> [Work instruction]: In the records below, find the line with "if let Some(msg)" and the line with "-> Result<usize, anyhow::Error>"; return exactly those lines and every line between them.

> [Provided data]:
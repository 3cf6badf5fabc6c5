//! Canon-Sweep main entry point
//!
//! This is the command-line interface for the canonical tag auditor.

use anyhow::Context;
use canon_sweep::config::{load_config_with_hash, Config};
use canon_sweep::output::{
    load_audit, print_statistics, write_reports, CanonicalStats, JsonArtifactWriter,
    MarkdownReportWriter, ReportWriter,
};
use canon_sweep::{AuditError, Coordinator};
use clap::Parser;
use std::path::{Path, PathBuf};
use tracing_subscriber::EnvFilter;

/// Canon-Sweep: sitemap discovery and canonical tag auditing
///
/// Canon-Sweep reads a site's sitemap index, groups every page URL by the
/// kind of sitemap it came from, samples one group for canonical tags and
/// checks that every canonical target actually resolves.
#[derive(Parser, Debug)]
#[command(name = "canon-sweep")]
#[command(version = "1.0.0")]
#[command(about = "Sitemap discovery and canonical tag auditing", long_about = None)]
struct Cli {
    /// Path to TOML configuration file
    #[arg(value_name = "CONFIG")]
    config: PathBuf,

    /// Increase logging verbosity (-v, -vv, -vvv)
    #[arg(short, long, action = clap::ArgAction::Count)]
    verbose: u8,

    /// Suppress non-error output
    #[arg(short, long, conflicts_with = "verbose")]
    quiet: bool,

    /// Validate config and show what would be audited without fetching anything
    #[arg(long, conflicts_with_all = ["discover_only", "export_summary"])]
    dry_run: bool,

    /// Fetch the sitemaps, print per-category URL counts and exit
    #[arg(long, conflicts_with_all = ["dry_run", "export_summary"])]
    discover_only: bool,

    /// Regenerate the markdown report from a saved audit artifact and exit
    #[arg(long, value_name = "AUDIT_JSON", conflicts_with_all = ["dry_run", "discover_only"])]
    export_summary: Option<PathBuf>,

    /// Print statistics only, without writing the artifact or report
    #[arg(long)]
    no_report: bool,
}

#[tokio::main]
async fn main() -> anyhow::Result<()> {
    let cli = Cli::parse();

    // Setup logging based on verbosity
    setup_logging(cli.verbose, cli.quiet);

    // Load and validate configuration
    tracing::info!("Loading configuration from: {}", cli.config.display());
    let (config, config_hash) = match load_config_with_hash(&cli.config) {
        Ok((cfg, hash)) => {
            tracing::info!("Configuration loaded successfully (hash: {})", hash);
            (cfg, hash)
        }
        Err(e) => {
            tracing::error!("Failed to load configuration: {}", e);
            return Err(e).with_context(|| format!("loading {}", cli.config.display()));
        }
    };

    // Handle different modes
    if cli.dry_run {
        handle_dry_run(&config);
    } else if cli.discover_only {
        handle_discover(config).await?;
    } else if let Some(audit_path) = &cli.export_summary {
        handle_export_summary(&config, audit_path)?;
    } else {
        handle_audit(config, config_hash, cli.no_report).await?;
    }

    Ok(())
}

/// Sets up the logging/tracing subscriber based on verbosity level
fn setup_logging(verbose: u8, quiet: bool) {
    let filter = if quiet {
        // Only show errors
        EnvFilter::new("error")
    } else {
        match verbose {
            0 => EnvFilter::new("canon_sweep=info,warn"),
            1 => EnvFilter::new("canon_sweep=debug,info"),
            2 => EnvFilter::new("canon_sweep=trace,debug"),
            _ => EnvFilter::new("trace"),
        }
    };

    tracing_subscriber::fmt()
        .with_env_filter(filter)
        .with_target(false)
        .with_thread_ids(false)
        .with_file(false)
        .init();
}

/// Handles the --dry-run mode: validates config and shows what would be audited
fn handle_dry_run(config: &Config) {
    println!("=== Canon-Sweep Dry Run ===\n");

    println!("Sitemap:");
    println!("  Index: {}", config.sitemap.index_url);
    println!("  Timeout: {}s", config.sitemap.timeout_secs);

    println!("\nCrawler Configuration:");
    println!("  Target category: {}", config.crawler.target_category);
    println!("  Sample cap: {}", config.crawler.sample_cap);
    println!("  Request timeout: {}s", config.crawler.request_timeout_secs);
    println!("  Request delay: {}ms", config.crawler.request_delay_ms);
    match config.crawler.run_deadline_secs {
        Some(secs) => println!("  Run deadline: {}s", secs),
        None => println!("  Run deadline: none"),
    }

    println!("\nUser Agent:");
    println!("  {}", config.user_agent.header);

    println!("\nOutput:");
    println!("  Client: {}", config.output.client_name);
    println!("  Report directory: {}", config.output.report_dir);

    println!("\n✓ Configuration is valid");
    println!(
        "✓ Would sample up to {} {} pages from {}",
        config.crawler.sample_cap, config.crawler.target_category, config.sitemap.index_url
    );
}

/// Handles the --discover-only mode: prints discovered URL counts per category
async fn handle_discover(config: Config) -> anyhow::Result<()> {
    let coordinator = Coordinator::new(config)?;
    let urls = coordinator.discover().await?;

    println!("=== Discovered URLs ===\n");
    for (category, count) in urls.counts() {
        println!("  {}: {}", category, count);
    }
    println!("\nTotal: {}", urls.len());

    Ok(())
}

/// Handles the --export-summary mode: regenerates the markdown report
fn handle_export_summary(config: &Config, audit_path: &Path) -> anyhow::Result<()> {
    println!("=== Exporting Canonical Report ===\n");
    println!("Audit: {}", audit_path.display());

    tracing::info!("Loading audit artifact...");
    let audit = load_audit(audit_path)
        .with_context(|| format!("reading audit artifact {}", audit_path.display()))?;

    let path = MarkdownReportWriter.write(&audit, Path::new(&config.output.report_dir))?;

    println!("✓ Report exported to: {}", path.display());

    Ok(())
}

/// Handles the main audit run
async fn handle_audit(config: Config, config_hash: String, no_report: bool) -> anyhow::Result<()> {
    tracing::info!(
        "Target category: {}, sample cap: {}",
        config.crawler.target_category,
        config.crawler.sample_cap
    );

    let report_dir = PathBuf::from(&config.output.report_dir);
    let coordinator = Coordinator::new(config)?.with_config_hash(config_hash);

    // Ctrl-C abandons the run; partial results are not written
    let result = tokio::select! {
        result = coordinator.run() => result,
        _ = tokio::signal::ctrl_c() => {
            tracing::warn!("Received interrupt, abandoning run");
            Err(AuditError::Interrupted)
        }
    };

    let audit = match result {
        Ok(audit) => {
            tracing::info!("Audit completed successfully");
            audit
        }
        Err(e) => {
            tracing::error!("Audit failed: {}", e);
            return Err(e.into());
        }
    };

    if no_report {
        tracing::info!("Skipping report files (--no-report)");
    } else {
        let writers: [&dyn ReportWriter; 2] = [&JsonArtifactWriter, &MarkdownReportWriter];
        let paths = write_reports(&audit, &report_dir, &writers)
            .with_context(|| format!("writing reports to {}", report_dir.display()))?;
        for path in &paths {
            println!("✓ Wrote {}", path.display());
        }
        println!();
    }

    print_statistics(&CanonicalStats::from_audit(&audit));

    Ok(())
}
==
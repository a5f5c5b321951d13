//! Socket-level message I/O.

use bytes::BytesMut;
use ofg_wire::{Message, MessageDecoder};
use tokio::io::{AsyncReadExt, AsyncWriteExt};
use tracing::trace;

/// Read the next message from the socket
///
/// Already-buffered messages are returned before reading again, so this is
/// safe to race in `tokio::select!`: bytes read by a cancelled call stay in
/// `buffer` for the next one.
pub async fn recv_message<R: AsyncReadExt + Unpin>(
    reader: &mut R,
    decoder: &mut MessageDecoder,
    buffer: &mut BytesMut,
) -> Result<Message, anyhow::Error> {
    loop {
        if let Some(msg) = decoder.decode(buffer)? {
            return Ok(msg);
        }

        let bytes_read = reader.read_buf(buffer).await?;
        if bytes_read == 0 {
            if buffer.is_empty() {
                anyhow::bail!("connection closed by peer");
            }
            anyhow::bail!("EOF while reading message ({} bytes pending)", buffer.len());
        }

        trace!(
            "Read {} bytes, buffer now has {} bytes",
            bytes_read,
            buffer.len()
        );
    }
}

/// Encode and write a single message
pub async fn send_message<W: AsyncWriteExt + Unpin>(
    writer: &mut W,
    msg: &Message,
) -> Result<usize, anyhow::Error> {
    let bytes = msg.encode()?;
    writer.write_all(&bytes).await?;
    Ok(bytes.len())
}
...
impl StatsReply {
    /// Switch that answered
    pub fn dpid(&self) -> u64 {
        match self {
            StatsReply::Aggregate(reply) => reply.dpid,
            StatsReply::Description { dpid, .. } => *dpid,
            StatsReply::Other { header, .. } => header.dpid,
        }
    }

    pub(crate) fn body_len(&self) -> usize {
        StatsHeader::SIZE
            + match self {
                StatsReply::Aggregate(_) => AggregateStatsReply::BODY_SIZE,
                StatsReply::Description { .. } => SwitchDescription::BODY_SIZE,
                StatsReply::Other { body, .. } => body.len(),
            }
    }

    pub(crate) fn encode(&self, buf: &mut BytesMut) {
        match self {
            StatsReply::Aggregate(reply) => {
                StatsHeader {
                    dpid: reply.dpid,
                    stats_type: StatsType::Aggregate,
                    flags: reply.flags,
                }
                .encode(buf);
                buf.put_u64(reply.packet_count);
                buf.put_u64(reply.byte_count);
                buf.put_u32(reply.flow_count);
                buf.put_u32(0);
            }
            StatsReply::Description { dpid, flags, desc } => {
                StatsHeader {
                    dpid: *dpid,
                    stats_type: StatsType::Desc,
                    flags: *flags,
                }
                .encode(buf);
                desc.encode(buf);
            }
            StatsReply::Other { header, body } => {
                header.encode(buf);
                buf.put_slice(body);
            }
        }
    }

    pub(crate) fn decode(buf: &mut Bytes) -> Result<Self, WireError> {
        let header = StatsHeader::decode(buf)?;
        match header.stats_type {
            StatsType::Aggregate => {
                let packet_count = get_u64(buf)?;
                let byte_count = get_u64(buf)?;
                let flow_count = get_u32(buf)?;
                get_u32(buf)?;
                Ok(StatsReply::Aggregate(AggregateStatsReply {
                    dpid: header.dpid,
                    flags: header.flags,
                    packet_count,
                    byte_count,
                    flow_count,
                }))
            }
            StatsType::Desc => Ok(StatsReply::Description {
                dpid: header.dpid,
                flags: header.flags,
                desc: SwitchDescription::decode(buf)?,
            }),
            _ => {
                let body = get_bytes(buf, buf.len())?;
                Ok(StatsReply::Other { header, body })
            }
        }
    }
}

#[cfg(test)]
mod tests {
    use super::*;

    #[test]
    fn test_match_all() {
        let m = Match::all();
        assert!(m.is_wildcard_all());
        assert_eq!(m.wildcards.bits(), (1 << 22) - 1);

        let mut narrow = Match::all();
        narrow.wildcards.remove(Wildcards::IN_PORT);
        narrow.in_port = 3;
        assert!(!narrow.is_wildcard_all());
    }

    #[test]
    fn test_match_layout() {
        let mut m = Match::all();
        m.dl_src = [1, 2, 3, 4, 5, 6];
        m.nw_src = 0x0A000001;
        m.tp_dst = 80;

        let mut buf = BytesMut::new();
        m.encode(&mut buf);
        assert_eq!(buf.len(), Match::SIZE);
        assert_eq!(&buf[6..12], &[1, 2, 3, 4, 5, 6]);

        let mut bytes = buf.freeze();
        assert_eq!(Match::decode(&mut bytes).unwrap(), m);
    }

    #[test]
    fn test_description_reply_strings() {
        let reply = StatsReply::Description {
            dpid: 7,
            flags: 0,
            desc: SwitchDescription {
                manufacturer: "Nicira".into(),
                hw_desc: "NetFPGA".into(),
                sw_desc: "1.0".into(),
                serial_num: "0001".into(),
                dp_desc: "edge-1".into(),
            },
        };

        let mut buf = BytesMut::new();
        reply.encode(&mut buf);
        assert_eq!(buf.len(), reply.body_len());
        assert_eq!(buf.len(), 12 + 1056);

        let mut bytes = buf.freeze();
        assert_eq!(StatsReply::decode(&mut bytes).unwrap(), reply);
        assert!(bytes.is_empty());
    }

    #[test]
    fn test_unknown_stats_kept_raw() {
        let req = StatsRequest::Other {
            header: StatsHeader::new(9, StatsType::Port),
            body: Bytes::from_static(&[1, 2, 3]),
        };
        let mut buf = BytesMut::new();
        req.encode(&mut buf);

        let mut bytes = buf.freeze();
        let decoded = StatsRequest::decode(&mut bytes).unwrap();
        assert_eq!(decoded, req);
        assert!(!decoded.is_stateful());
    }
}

> [Response to this exercise]:
        if let Some(msg) = decoder.decode(buffer)? {
            return Ok(msg);
        }

        let bytes_read = reader.read_buf(buffer).await?;
        if bytes_read == 0 {
            if buffer.is_empty() {
                anyhow::bail!("connection closed by peer");
            }
            anyhow::bail!("EOF while reading message ({} bytes pending)", buffer.len());
        }

        trace!(
            "Read {} bytes, buffer now has {} bytes",
            bytes_read,
            buffer.len()
        );
    }
}

/// Encode and write a single message
pub async fn send_message<W: AsyncWriteExt + Unpin>(
    writer: &mut W,
    msg: &Message,
) -> Result<usize, anyhow::Error> {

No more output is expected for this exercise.